A tearsheet and brochure for the Multi-Asset Income strategy are available in our document center.
With historically high equity valuations and low interest rates, forecasted returns for traditional U.S. core asset classes are anemic. We believe that high income asset classes are not only more fairly valued, but also offer a higher yield, meaning they can be used not only for their income potential but also as an engine of growth within a portfolio.
Beginning with a diversified universe of 16 global high-income asset classes, the portfolio evaluates each asset class for its on-going trend strength. Assets identified as exhibiting negative trends, and therefore a potential risk to capital safety, are removed from the portfolio.
After screening out asset classes exhibiting negative trends, the remaining exposures receive an allocation in proportion to their risk-adjusted income with single positions capped at 25%. If 3 or fewer asset classes remain, a position in short-term U.S. Treasuries is built. The portfolio can shift entirely to short-term U.S. Treasuries if all assets exhibit negative trends in an effort to avoid significant drawdowns.
Newfound’s Multi-Asset Income strategy is available as a mutual fund, separately managed account, on most major TAMPs, and in model delivery format.
Questions & Answers
The portfolio invests in exchange traded funds (ETFs) representing 16 global high income asset classes, including domestic and international dividend stocks, domestic and international sovereign debt, corporate bonds, high yield bonds, bank loans, domestic and international REITs, MLPs, convertible bonds, preferreds, equity buy write, local and USD-denominated EM debt, and mortgage REITs. We utilize ETFs as the building blocks of its portfolios because they are a transparent, cost-effective, and highly liquid means of gaining and managing exposure to particular asset classes and market sectors.

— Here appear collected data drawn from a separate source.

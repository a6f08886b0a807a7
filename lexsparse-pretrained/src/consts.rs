//! Constants for the pretrained parameter loader.

// Environment variable names

/// Environment variable name for overriding the parameter file URL.
///
/// When set, this overrides [`DEFAULT_PARAMS_URL`].
///
/// # Example
///
/// ```bash
/// export LEXSPARSE_PARAMS_URL=https://example.org/my_bm25_params.json
/// ```
pub const PARAMS_URL_ENV: &str = "LEXSPARSE_PARAMS_URL";

/// BM25 parameters fitted on the MS MARCO passage corpus, with the default
/// tokenizer settings and MurmurHash3 term ids.
pub const DEFAULT_PARAMS_URL: &str =
    "https://storage.googleapis.com/pinecone-datasets-dev/bm25_params/msmarco_bm25_params_v4_0_0.json";

// File naming

/// Extension a cache path must carry.
pub const PARAMS_FILE_EXT: &str = "json";

/// File name used inside the temporary directory when no cache path is given.
pub const DEFAULT_PARAMS_FILENAME: &str = "bm25_params.json";

/// Prefix of the temporary directory used when no cache path is given.
pub const TEMP_DIR_PREFIX: &str = "lexsparse-";
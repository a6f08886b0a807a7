//! Pretrained BM25 parameters for `lexsparse-bm25`.
//!
//! Fetches a published parameter file (MS MARCO by default), optionally
//! caches it on disk, and returns a ready to use [`BM25Encoder`](lexsparse_bm25::BM25Encoder).
//!
//! ```rust,no_run
//! use lexsparse_pretrained::load_default;
//!
//! let encoder = load_default(Some("~/.cache/lexsparse/msmarco_bm25.json".as_ref())).unwrap();
//! let query = encoder.encode_query("what is a sparse vector").unwrap();
//! ```
pub mod consts;
pub mod error;
pub mod loader;
pub mod utils;

pub use error::{PretrainedError, Result};
pub use loader::{PretrainedLoader, PretrainedLoaderBuilder, load_default};
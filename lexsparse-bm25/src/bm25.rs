use log::debug;
use rayon::prelude::*;

use lexsparse_tokenizers::{Tokenize, Tokenizer, TokenizerConfig, TokenizerError};

use crate::config::Bm25Config;
use crate::error::{Bm25Error, Result};
use crate::sparse_vector::SparseVector;
use crate::stats::{CorpusStatistics, fit_corpus};
use crate::term_frequency::term_frequencies;

/// Document frequency assumed for query terms never seen while fitting.
pub const UNSEEN_TERM_DOC_FREQ: u32 = 1;

/// Largest `f32` below one.
const MAX_SATURATED_WEIGHT: f32 = 1.0 - f32::EPSILON / 2.0;

///
/// Whether the encoder holds corpus statistics. Every encode and export
/// operation needs `Fitted`.
///
#[derive(Debug, Clone, PartialEq, Default)]
pub enum EncoderState {
    #[default]
    Unfit,
    Fitted(CorpusStatistics),
}

///
/// BM25 sparse encoder.
///
/// Document vectors carry only the term-saturation part of BM25; query vectors
/// carry the (L1 normalized) inverse document frequency. The dot product of a
/// query vector with a document vector is therefore a BM25 score, and document
/// vectors can be computed once and stored.
///
pub struct BM25Encoder {
    pub(crate) config: Bm25Config,
    pub(crate) tokenizer: Box<dyn Tokenize>,
    pub(crate) state: EncoderState,
}

pub struct BM25Builder {
    config: Bm25Config,
}

impl BM25Builder {
    pub fn build(self) -> Result<BM25Encoder> {
        BM25Encoder::new(self.config)
    }

    pub fn with_k1(mut self, k1: f64) -> Self {
        self.config.k1 = k1;
        self
    }

    pub fn with_b(mut self, b: f64) -> Self {
        self.config.b = b;
        self
    }

    pub fn with_tokenizer_config(mut self, tokenizer: TokenizerConfig) -> Self {
        self.config.tokenizer = tokenizer;
        self
    }

    pub fn with_config(mut self, config: Bm25Config) -> Self {
        self.config = config;
        self
    }
}

impl Default for BM25Builder {
    fn default() -> Self {
        Self {
            config: Bm25Config::default(),
        }
    }
}

/// Build the word tokenizer described by `config`, reporting an invalid
/// config as a configuration error rather than a tokenizing failure.
pub(crate) fn build_tokenizer(config: &TokenizerConfig) -> Result<Box<dyn Tokenize>> {
    match Tokenizer::new(config.clone()) {
        Ok(tokenizer) => Ok(Box::new(tokenizer)),
        Err(TokenizerError::Config(e)) => Err(Bm25Error::TokenizerConfig(e)),
        Err(e) => Err(e.into()),
    }
}

///
/// BM25 term-saturation weight of a term occurring `tf` times in a document
/// of `doc_len` tokens.
///
pub fn document_term_weight(tf: f64, doc_len: f64, avgdl: f64, b: f64, k1: f64) -> f64 {
    tf / (k1 * (1.0 - b + b * (doc_len / avgdl)) + tf)
}

/// Smoothed inverse document frequency, `ln((n_docs + 1) / (df + 0.5))`.
pub fn inverse_document_frequency(df: u32, n_docs: u32) -> f64 {
    ((n_docs as f64 + 1.0) / (df as f64 + 0.5)).ln()
}

///
/// Scale weights so they sum to one.
///
/// # Errors
/// [`Bm25Error::DegenerateQuery`] when the sum is zero or not finite.
///
pub fn l1_normalize(weights: &[f64]) -> Result<Vec<f32>> {
    let total: f64 = weights.iter().sum();
    if total == 0.0 || !total.is_finite() {
        return Err(Bm25Error::DegenerateQuery(total));
    }
    Ok(weights.iter().map(|w| (w / total) as f32).collect())
}

impl BM25Encoder {
    pub fn builder() -> BM25Builder {
        BM25Builder::default()
    }

    ///
    /// Create an unfitted encoder with the default word tokenizer.
    ///
    /// # Errors
    /// Configuration errors: `b`/`k1` out of range, stemming without case
    /// folding, unknown language.
    ///
    pub fn new(config: Bm25Config) -> Result<Self> {
        config.validate()?;
        let tokenizer = build_tokenizer(&config.tokenizer)?;
        Ok(BM25Encoder {
            config,
            tokenizer,
            state: EncoderState::Unfit,
        })
    }

    ///
    /// Create an unfitted encoder around a custom tokenizer. The tokenizer
    /// fields of `config` are still validated and persisted, so they should
    /// describe what `tokenizer` does.
    ///
    pub fn with_tokenizer(config: Bm25Config, tokenizer: Box<dyn Tokenize>) -> Result<Self> {
        config.validate()?;
        Ok(BM25Encoder {
            config,
            tokenizer,
            state: EncoderState::Unfit,
        })
    }

    pub fn config(&self) -> &Bm25Config {
        &self.config
    }

    pub fn state(&self) -> &EncoderState {
        &self.state
    }

    pub fn is_fitted(&self) -> bool {
        matches!(self.state, EncoderState::Fitted(_))
    }

    pub fn stats(&self) -> Result<&CorpusStatistics> {
        match &self.state {
            EncoderState::Fitted(stats) => Ok(stats),
            EncoderState::Unfit => Err(Bm25Error::NotFitted),
        }
    }

    ///
    /// Fit corpus statistics. On error the previous state is kept.
    ///
    pub fn fit<S>(&mut self, corpus: &[S]) -> Result<()>
    where
        S: AsRef<str> + Sync,
    {
        let stats = fit_corpus(self.tokenizer.as_ref(), corpus)?;
        debug!(
            "BM25 encoder fitted on {} documents (avgdl={})",
            stats.n_docs(),
            stats.avgdl()
        );
        self.state = EncoderState::Fitted(stats);
        Ok(())
    }

    ///
    /// Encode a document into term-saturation weights. Every value lies in
    /// `[0, 1)` when `k1 > 0`.
    ///
    pub fn encode_document(&self, text: &str) -> Result<SparseVector> {
        let stats = self.stats()?;
        let tf = term_frequencies(self.tokenizer.as_ref(), text)?;
        if tf.is_empty() {
            return Ok(SparseVector::empty());
        }

        let doc_len = tf.doc_len() as f64;
        let k1 = self.config.k1;
        let values = tf
            .counts
            .iter()
            .map(|&count| {
                let weight =
                    document_term_weight(count as f64, doc_len, stats.avgdl(), self.config.b, k1)
                        as f32;
                // rounding to f32 must not reach full saturation while k1 > 0
                if k1 > 0.0 {
                    weight.min(MAX_SATURATED_WEIGHT)
                } else {
                    weight
                }
            })
            .collect();

        SparseVector::new(tf.indices, values)
    }

    pub fn encode_documents<S>(&self, texts: &[S]) -> Result<Vec<SparseVector>>
    where
        S: AsRef<str> + Sync,
    {
        self.stats()?;
        texts
            .par_iter()
            .map(|text| self.encode_document(text.as_ref()))
            .collect()
    }

    ///
    /// Encode a query into L1 normalized idf weights. Query term counts are
    /// ignored; terms never seen while fitting get a document frequency of 1.
    ///
    /// # Errors
    /// [`Bm25Error::DegenerateQuery`] when the idf weights sum to zero (or a
    /// non-finite value) and cannot be normalized.
    ///
    pub fn encode_query(&self, text: &str) -> Result<SparseVector> {
        let stats = self.stats()?;
        let tf = term_frequencies(self.tokenizer.as_ref(), text)?;
        if tf.is_empty() {
            return Ok(SparseVector::empty());
        }

        let idf: Vec<f64> = tf
            .indices
            .iter()
            .map(|&term| {
                let df = stats.doc_freq(term).unwrap_or(UNSEEN_TERM_DOC_FREQ);
                inverse_document_frequency(df, stats.n_docs())
            })
            .collect();

        SparseVector::new(tf.indices, l1_normalize(&idf)?)
    }

    pub fn encode_queries<S>(&self, texts: &[S]) -> Result<Vec<SparseVector>>
    where
        S: AsRef<str> + Sync,
    {
        self.stats()?;
        texts
            .par_iter()
            .map(|text| self.encode_query(text.as_ref()))
            .collect()
    }
}
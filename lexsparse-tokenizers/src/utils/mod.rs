//!
//! This module contains utility data for tokenizers. Static word lists
//! used while filtering tokens live here.
//!
pub mod stopwords;

pub use stopwords::{is_punctuation, stopwords_for};
use fxhash::FxHashMap as HashMap;
use log::{debug, warn};
use rayon::prelude::*;

use lexsparse_tokenizers::Tokenize;

use crate::error::{Bm25Error, Result};
use crate::term_frequency::{TermFrequencies, term_frequencies};

///
/// Corpus-level statistics BM25 needs: per-term document frequency, the
/// number of documents that produced at least one token, and their mean
/// token count.
///
#[derive(Debug, Clone, PartialEq)]
pub struct CorpusStatistics {
    doc_freq: HashMap<u32, u32>,
    n_docs: u32,
    avgdl: f64,
}

impl CorpusStatistics {
    ///
    /// Build statistics from already computed values.
    ///
    /// # Errors
    /// [`Bm25Error::InvalidInput`] when `avgdl` is not a finite, positive number.
    ///
    pub fn new(doc_freq: HashMap<u32, u32>, n_docs: u32, avgdl: f64) -> Result<Self> {
        if !avgdl.is_finite() || avgdl <= 0.0 {
            return Err(Bm25Error::InvalidInput(format!(
                "avgdl must be a finite positive number, got {}",
                avgdl
            )));
        }
        Ok(CorpusStatistics {
            doc_freq,
            n_docs,
            avgdl,
        })
    }

    /// Number of fitted documents containing `term`, if any.
    pub fn doc_freq(&self, term: u32) -> Option<u32> {
        self.doc_freq.get(&term).copied()
    }

    pub fn doc_freqs(&self) -> &HashMap<u32, u32> {
        &self.doc_freq
    }

    pub fn n_docs(&self) -> u32 {
        self.n_docs
    }

    pub fn avgdl(&self) -> f64 {
        self.avgdl
    }

    /// Number of distinct hashed terms seen while fitting.
    pub fn vocab_size(&self) -> usize {
        self.doc_freq.len()
    }
}

/// Partial result of fitting a slice of the corpus. Merging two of these is
/// an exact integer sum, so any split of the corpus reduces to the same value.
#[derive(Debug, Default)]
struct Accumulator {
    doc_freq: HashMap<u32, u32>,
    n_docs: u32,
    total_len: u64,
    skipped: usize,
}

impl Accumulator {
    fn add(mut self, tf: &TermFrequencies) -> Self {
        if tf.is_empty() {
            self.skipped += 1;
            return self;
        }
        for &term in tf.indices.iter() {
            *self.doc_freq.entry(term).or_insert(0) += 1;
        }
        self.n_docs += 1;
        self.total_len += tf.doc_len();
        self
    }

    fn merge(mut self, other: Accumulator) -> Self {
        // fold the smaller map into the larger one
        let (mut into, from) = if self.doc_freq.len() >= other.doc_freq.len() {
            (std::mem::take(&mut self.doc_freq), other.doc_freq)
        } else {
            (other.doc_freq, std::mem::take(&mut self.doc_freq))
        };
        for (term, count) in from {
            *into.entry(term).or_insert(0) += count;
        }

        Accumulator {
            doc_freq: into,
            n_docs: self.n_docs + other.n_docs,
            total_len: self.total_len + other.total_len,
            skipped: self.skipped + other.skipped,
        }
    }
}

///
/// Compute [`CorpusStatistics`] over a corpus.
///
/// Documents that produce no tokens are skipped entirely: they count neither
/// towards `n_docs` nor towards `avgdl`. Per-document work runs on the rayon
/// thread pool; the result does not depend on corpus order.
///
/// # Arguments:
/// - `tokenizer`: the tokenizer producing the token stream
/// - `corpus`: the documents to fit on
///
/// # Errors
/// [`Bm25Error::NoFittableDocuments`] if no document produced a token.
///
pub fn fit_corpus<S>(tokenizer: &dyn Tokenize, corpus: &[S]) -> Result<CorpusStatistics>
where
    S: AsRef<str> + Sync,
{
    let acc = corpus
        .par_iter()
        .map(|doc| term_frequencies(tokenizer, doc.as_ref()))
        .try_fold(Accumulator::default, |acc, tf| {
            Ok::<_, Bm25Error>(acc.add(&tf?))
        })
        .try_reduce(Accumulator::default, |a, b| Ok(a.merge(b)))?;

    if acc.skipped > 0 {
        warn!(
            "Skipped {} of {} documents that produced no tokens",
            acc.skipped,
            corpus.len()
        );
    }

    if acc.n_docs == 0 {
        return Err(Bm25Error::NoFittableDocuments);
    }

    let avgdl = acc.total_len as f64 / acc.n_docs as f64;
    debug!(
        "Fitted corpus statistics: n_docs={}, avgdl={}, vocab={}",
        acc.n_docs,
        avgdl,
        acc.doc_freq.len()
    );

    CorpusStatistics::new(acc.doc_freq, acc.n_docs, avgdl)
}
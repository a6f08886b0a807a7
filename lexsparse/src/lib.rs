#[cfg(feature = "tokenizers")]
#[doc(inline)]
pub use lexsparse_tokenizers as tokenizers;

#[cfg(feature = "bm25")]
#[doc(inline)]
pub use lexsparse_bm25 as bm25;

#[cfg(feature = "pretrained")]
#[doc(inline)]
pub use lexsparse_pretrained as pretrained;
use std::io::Cursor;

use fxhash::FxHashMap as HashMap;
use murmur3::murmur3_32;

use lexsparse_tokenizers::Tokenize;

use crate::error::Result;

/// Seed for the term hash. Zero keeps dimension ids compatible with
/// parameter files produced by other MurmurHash3-based BM25 encoders.
pub const TERM_HASH_SEED: u32 = 0;

///
/// Map a token onto a 32-bit dimension id (MurmurHash3, x86 32-bit variant).
///
/// Distinct tokens may collide; that is the usual feature-hashing trade-off
/// and is not corrected anywhere.
///
pub fn hash_token(token: &str) -> Result<u32> {
    Ok(murmur3_32(&mut Cursor::new(token.as_bytes()), TERM_HASH_SEED)?)
}

/// Hashed term ids of one text with their raw occurrence counts.
///
/// `indices` is in first-occurrence order and holds no duplicates;
/// `counts[i]` is the number of times `indices[i]` occurred.
#[derive(Debug, Clone, PartialEq, Eq, Default)]
pub struct TermFrequencies {
    pub indices: Vec<u32>,
    pub counts: Vec<u32>,
}

impl TermFrequencies {
    /// Total number of tokens in the text.
    pub fn doc_len(&self) -> u64 {
        self.counts.iter().map(|&c| c as u64).sum()
    }

    pub fn is_empty(&self) -> bool {
        self.indices.is_empty()
    }

    pub fn len(&self) -> usize {
        self.indices.len()
    }
}

///
/// Tokenize `text` and count occurrences per hashed term.
///
/// # Arguments:
/// - `tokenizer`: the tokenizer producing the token stream
/// - `text`: input text
///
/// # Returns:
/// - `TermFrequencies`: empty when the text yields no tokens
///
pub fn term_frequencies(tokenizer: &dyn Tokenize, text: &str) -> Result<TermFrequencies> {
    let tokens = tokenizer.tokenize(text)?;

    let mut positions: HashMap<u32, usize> = HashMap::default();
    let mut tf = TermFrequencies::default();

    for token in tokens.iter() {
        let id = hash_token(token)?;
        match positions.get(&id) {
            Some(&pos) => tf.counts[pos] += 1,
            None => {
                positions.insert(id, tf.indices.len());
                tf.indices.push(id);
                tf.counts.push(1);
            }
        }
    }

    Ok(tf)
}
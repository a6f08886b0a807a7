use std::sync::OnceLock;

use fxhash::FxHashSet as HashSet;

use crate::config::Language;

/// English stopwords, the list commonly shipped with NLTK.
const ENGLISH_STOPWORDS: &[&str] = &[
    "i", "me", "my", "myself", "we", "our", "ours", "ourselves", "you", "you're", "you've",
    "you'll", "you'd", "your", "yours", "yourself", "yourselves", "he", "him", "his", "himself",
    "she", "she's", "her", "hers", "herself", "it", "it's", "its", "itself", "they", "them",
    "their", "theirs", "themselves", "what", "which", "who", "whom", "this", "that", "that'll",
    "these", "those", "am", "is", "are", "was", "were", "be", "been", "being", "have", "has",
    "had", "having", "do", "does", "did", "doing", "a", "an", "the", "and", "but", "if", "or",
    "because", "as", "until", "while", "of", "at", "by", "for", "with", "about", "against",
    "between", "into", "through", "during", "before", "after", "above", "below", "to", "from",
    "up", "down", "in", "out", "on", "off", "over", "under", "again", "further", "then", "once",
    "here", "there", "when", "where", "why", "how", "all", "any", "both", "each", "few", "more",
    "most", "other", "some", "such", "no", "nor", "not", "only", "own", "same", "so", "than",
    "too", "very", "s", "t", "can", "will", "just", "don", "don't", "should", "should've", "now",
    "d", "ll", "m", "o", "re", "ve", "y", "ain", "aren", "aren't", "couldn", "couldn't", "didn",
    "didn't", "doesn", "doesn't", "hadn", "hadn't", "hasn", "hasn't", "haven", "haven't", "isn",
    "isn't", "ma", "mightn", "mightn't", "mustn", "mustn't", "needn", "needn't", "shan",
    "shan't", "shouldn", "shouldn't", "wasn", "wasn't", "weren", "weren't", "won", "won't",
    "wouldn", "wouldn't",
];

static ENGLISH: OnceLock<HashSet<&'static str>> = OnceLock::new();

///
/// Get the stopword set for a language.
///
/// # Arguments:
/// - `language`: the language to look up
///
/// # Returns:
/// - `Option<&HashSet<&str>>`: the lower-cased stopwords, or `None` when no list is bundled
///
pub fn stopwords_for(language: Language) -> Option<&'static HashSet<&'static str>> {
    match language {
        Language::English => {
            Some(ENGLISH.get_or_init(|| ENGLISH_STOPWORDS.iter().copied().collect()))
        }
        _ => None,
    }
}

/// A token counts as punctuation when every character in it is punctuation.
pub fn is_punctuation(token: &str) -> bool {
    !token.is_empty() && token.chars().all(|c| c.is_ascii_punctuation() || is_unicode_punct(c))
}

fn is_unicode_punct(c: char) -> bool {
    // general punctuation block and common CJK/fullwidth marks
    matches!(c, '\u{2010}'..='\u{2027}' | '\u{2030}'..='\u{205E}' | '\u{3000}'..='\u{303F}' | '\u{FF01}'..='\u{FF0F}' | '¡' | '¿' | '«' | '»' | '§' | '¶' | '·')
}

#[cfg(test)]
mod tests {
    use super::*;

    use pretty_assertions::assert_eq;
    use rstest::rstest;

    #[rstest]
    fn test_english_stopwords() {
        let stopwords = stopwords_for(Language::English).unwrap();
        assert_eq!(stopwords.contains("the"), true);
        assert_eq!(stopwords.contains("which"), true);
        assert_eq!(stopwords.contains("fox"), false);
    }

    #[rstest]
    fn test_no_list_for_other_languages() {
        assert!(stopwords_for(Language::German).is_none());
    }

    #[rstest]
    #[case("?", true)]
    #[case("...", true)]
    #[case("—", true)]
    #[case("«", true)]
    #[case("fox", false)]
    #[case("c++", false)]
    #[case("", false)]
    fn test_is_punctuation(#[case] token: &str, #[case] expected: bool) {
        assert_eq!(is_punctuation(token), expected);
    }
}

Due to the active risk management process employed, as well as the varying nature of the yields offered by the investible universe, the portfolio does not have a mandate for a specific yield target.
The portfolio seeks to manage risk in three ways. First, the portfolio embraces diversification, incorporating 16 global high income asset classes. Second, a simple trend-following overlay is employed on each asset class to remove those asset classes we believe are exhibiting excessive downside risk characteristics. Finally, the remaining asset classes are weighted based upon their risk-adjusted yield, favoring those positions that offer more yield per unit of volatility. Positions are capped at 25% to reduce concentration risk. If three or fewer asset classes pass our trend filter, a position in short-term U.S. Treasuries will be built.
The portfolio is evaluated on a weekly basis. In stable market environments, we expect to make few, if any, portfolio changes; in higher risk environments we expect to trade the portfolio more frequently in effort to keep up with changing market dynamics.